Make’s modelshop team is printing headbands for the visors from home using eight of the practice’s requisitioned studio Ultimakers. They can create 100 bands each day.
Paul Miles, Make’s modelshop lead, said: “As designers and makers, it’s great to be able to use our skills to helping the national effort. I know many other practices are involved too.
”My first batch of 300 for #thebigprint were collected free by DPD to be assembled at a central location and sterilised and then delivered to hospitals. We are at 500 in total so far.
”The aim is to print 100 units per day. It’s noisy for the homeschooling, but it’s worth it.”
Ross Hartland, a part II architectural assistant at Purcell in Cardiff, who is leading his practice’s participation, distributed 170 masks for the NHS last week using his own printer. The firm’s Bristol-based 3D printer has now also been co-opted for the cause.
Hartland said: “I’ve been using my 3D printer non-stop to produce protective face shields for the local hospitals in my area, and have volunteered to help make as many of these as possible to meet local demand.”
Other practices involved in similar work include ColladoCollins and Grimshaw which said Andrew Thomas, one of the partners, was producing two every 30 minutes in his spare room, using a printer he brought home from the office.
Fosters promotes faster laser-cutting technique
Foster & Partners said it was shaing the design templates and material specifications of a protype visor it had designed specifically for fast mass production using laser cutting rather than 3D printing.

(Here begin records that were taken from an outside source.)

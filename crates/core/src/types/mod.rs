//! Core types for GTM Shop.
//!
//! This module provides type-safe wrappers for common domain concepts.

pub mod email;
pub mod id;
pub mod price;
pub mod product;
pub mod status;

pub use email::{Email, EmailError};
pub use id::*;
pub use price::{CurrencyCode, Price};
pub use product::{CartLine, Product, ProductError};
pub use status::*;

A spokesperson said: ”We are sharing the design templates and material specifications as an open-source design asset. This is to encourage both designers and in particular large-scale manufacturers to investigate the potential of digital and laser cutting machines as an alternative to 3D printing technology.”
The prototype visor, designed by a team of industrial designers, modelmakers, architects and analysts, is made from three components: a visor made from 0.5mm optically clear PETG, an interlocking soft PP headband, and a surgical silicone rubber head strap that ties the two together.
These are all cut on the practice’s digital flatbed cutter. Each visor can be cut from sheets in under 30 seconds and the elements can be assembled in under a minute. With a single cutting machine, they were able to cut and assemble components for 1,000 visor masks in a day, representing a reduction of days in the time taken to produce 3D-printed alternatives, said the spokesperson.
The visors can be produced and assembled or flat-packed and distributed in large quantities quickly, it added. It said an important advantage was that the visor can be easily disassembled, cleaned, sanitised and reused, addressing the growing shortage of raw materials for visor production. Fosters is delivering its prototype visors to a number of London hospitals where they are being tested. The practice is also exploring means of getting the design approved for mass production and use by health workers.